Content starts
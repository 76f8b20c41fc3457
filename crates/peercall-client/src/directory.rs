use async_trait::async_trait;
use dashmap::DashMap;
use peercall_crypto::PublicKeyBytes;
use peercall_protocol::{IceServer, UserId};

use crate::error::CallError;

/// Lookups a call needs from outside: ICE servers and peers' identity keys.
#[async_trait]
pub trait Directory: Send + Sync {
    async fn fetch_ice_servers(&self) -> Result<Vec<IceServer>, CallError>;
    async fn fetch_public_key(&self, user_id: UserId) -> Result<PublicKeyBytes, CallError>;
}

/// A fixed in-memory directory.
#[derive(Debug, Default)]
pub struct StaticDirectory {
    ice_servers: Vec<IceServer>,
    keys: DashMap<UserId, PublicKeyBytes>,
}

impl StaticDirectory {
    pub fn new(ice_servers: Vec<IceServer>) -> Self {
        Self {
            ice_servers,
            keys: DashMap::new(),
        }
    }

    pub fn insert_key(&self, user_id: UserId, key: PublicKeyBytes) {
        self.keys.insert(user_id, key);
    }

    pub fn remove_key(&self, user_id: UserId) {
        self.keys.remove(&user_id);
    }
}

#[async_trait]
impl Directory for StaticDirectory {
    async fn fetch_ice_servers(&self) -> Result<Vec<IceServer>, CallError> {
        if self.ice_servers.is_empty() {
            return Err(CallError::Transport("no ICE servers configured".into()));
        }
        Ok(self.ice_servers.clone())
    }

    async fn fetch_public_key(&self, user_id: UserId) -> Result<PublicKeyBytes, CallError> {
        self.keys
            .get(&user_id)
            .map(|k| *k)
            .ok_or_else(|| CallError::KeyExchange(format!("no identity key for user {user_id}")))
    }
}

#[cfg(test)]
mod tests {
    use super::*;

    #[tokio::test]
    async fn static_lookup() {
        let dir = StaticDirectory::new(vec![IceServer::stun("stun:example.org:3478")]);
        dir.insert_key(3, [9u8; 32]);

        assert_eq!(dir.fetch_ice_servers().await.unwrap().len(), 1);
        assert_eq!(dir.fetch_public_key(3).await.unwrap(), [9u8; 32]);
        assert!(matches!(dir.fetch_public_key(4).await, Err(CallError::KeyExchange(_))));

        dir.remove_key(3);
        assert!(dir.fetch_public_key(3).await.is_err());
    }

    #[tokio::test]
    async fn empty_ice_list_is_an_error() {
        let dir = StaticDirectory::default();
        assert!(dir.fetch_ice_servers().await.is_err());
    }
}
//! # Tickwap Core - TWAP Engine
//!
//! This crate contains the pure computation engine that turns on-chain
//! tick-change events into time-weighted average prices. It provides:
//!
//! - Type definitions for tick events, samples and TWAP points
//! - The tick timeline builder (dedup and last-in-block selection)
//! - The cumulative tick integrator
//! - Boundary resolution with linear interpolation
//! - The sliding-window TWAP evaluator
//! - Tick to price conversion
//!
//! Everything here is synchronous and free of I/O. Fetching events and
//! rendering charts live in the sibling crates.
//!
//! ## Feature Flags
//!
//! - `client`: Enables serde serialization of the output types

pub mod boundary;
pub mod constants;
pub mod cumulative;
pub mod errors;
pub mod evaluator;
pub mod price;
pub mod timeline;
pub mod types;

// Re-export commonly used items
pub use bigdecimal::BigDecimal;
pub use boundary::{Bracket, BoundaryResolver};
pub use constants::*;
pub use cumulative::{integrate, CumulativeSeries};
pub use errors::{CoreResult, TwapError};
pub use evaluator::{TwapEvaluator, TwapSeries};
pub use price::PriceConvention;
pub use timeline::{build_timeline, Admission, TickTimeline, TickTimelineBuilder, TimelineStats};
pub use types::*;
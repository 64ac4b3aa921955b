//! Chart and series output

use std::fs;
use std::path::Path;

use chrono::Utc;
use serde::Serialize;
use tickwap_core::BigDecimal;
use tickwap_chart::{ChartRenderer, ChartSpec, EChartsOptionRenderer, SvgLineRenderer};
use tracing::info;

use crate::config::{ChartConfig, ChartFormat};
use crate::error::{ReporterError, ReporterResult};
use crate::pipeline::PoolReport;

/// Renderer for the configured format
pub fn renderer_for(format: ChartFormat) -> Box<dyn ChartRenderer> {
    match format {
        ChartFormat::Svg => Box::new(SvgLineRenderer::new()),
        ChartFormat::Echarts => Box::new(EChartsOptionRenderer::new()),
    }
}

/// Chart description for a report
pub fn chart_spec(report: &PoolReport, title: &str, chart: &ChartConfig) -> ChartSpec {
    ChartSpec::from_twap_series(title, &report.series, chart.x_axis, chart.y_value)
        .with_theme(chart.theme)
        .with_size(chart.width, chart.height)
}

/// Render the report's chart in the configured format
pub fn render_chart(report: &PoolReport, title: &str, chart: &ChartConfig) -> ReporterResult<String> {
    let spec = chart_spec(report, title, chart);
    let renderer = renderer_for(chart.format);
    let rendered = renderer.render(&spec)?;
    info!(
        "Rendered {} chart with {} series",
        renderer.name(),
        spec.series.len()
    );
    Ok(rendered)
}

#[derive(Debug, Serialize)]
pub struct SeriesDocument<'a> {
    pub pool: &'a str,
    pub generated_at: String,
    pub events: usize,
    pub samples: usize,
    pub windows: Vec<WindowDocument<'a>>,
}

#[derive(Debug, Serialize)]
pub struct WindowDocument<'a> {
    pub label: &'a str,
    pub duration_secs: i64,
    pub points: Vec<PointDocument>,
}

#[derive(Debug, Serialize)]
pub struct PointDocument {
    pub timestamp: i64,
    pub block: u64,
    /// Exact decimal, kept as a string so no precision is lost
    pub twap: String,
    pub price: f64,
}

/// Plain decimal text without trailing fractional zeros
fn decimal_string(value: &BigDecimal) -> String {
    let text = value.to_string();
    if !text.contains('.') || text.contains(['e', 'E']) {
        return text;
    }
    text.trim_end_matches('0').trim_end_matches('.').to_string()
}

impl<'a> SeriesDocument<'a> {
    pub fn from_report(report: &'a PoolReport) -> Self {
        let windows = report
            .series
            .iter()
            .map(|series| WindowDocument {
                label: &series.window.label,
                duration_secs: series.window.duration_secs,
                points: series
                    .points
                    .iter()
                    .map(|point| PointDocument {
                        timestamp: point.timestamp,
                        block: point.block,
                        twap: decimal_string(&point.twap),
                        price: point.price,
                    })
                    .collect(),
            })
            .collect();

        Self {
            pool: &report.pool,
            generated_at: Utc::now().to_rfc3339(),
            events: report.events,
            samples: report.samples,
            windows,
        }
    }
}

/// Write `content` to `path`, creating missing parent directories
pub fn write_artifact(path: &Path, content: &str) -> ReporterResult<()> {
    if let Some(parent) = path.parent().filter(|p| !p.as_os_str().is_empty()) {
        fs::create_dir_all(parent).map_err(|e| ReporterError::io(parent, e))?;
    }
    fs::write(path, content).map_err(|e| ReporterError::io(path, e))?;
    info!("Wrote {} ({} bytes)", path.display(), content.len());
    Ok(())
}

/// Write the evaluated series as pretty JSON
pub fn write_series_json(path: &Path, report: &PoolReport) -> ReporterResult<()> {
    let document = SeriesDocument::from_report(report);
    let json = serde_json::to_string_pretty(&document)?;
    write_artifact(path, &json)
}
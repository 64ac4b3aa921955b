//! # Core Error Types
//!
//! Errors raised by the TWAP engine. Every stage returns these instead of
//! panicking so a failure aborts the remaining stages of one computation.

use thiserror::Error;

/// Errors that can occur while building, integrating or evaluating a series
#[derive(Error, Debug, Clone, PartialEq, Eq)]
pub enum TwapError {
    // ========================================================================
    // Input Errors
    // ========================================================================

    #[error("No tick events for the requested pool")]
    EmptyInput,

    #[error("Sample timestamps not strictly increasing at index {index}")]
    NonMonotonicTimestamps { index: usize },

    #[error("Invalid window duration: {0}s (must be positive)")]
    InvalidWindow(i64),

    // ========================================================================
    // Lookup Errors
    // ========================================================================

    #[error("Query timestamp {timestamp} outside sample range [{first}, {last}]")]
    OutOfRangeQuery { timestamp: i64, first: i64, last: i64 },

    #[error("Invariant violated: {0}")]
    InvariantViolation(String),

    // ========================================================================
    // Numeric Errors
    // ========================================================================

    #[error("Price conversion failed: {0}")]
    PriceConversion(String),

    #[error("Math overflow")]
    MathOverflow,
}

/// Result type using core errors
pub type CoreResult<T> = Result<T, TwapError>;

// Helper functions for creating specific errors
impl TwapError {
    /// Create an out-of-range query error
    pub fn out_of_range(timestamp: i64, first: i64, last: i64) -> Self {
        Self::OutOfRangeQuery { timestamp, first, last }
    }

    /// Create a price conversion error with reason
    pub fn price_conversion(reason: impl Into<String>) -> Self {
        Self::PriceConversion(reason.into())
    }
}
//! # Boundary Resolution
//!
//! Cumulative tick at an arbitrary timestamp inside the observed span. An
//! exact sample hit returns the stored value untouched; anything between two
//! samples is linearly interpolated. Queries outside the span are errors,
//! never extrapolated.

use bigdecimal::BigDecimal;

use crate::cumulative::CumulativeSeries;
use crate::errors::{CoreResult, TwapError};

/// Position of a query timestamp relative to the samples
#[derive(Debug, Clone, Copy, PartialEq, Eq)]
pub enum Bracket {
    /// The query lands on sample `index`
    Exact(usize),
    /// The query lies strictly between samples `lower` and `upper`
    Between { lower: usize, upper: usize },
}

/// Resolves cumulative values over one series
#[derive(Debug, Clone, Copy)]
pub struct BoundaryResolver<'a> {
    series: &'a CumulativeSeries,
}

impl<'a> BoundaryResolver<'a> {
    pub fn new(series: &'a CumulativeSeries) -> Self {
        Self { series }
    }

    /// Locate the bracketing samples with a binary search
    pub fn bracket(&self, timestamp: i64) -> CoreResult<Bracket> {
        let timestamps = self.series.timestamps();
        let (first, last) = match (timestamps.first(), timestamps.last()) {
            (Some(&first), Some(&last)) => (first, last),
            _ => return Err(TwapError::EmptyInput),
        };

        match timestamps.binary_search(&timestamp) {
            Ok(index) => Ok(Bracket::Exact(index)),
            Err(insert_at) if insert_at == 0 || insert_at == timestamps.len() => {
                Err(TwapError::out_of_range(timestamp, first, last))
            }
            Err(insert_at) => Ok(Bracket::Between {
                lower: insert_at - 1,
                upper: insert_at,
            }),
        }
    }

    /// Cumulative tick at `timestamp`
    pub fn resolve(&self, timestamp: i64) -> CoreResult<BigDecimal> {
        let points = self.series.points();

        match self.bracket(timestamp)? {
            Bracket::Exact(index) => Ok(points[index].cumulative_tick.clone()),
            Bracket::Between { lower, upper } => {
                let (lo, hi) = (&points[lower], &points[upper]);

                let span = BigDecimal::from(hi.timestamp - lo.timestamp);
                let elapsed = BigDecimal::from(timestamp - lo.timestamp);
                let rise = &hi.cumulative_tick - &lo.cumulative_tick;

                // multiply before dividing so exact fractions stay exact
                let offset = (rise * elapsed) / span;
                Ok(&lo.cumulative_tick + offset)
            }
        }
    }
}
Content ends
*Exercise description*
If a line in the data above holds the string "ChartSpec", copy it.

*Written reply*
use tickwap_chart::{ChartRenderer, ChartSpec, EChartsOptionRenderer, SvgLineRenderer};
pub fn chart_spec(report: &PoolReport, title: &str, chart: &ChartConfig) -> ChartSpec {
    ChartSpec::from_twap_series(title, &report.series, chart.x_axis, chart.y_value)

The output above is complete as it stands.